Aushik Srinivas

Personal information
- Full name: Raju Aushik Srinivas
- Born: 16 March 1993 (age 33) Coimbatore, Tamil Nadu, India
- Batting: Right-handed
- Bowling: Slow left-arm orthodox
- Role: Bowler

Domestic team information
- 2009/10–present: Tamil Nadu

Career statistics
| Competition | FC |
| Matches | 51 |
| Runs scored | 164 |
| Batting average | 10.93 |
| 100s/50s | 0/0 |
| Top score | 21* |
| Balls bowled | 10,186 |
| Wickets | 134 |
| Bowling average | 32.83 |
| 5 wickets in innings | 2 |
| 10 wickets in match | 0 |
| Best bowling | 7/28 |
| Catches/stumpings | 13/– |
- Source: ESPNcricinfo, 23 January 2013

= Aushik Srinivas =

Indian cricketer (born 1993)

Aushik Srinivas (born 16 March 1993) is a cricketer who plays for Tamil Nadu in Indian domestic cricket.

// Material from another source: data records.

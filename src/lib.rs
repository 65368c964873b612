pub mod base;
pub mod config;
pub mod market_data;
pub mod sheet;

pub use crate::base::{PriceField, PriceRecord, ResultSet, PLACEHOLDER};
pub use crate::config::{Catalog, ConfigError, Settings};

He is a slow left-arm orthodox bowler. He made his first-class debut in 2009 at the age of 16.

He studies BTech at SRM Institute of Science and Technology. He was the leading wicket taker for the season in 2016 TNCA club matches.

He has bowled a marathon 85 overs in an innings against Rajasthan and had played a vital role in Tamil Nadu finishing Runners up in the 2011-12 Ranji Trophy.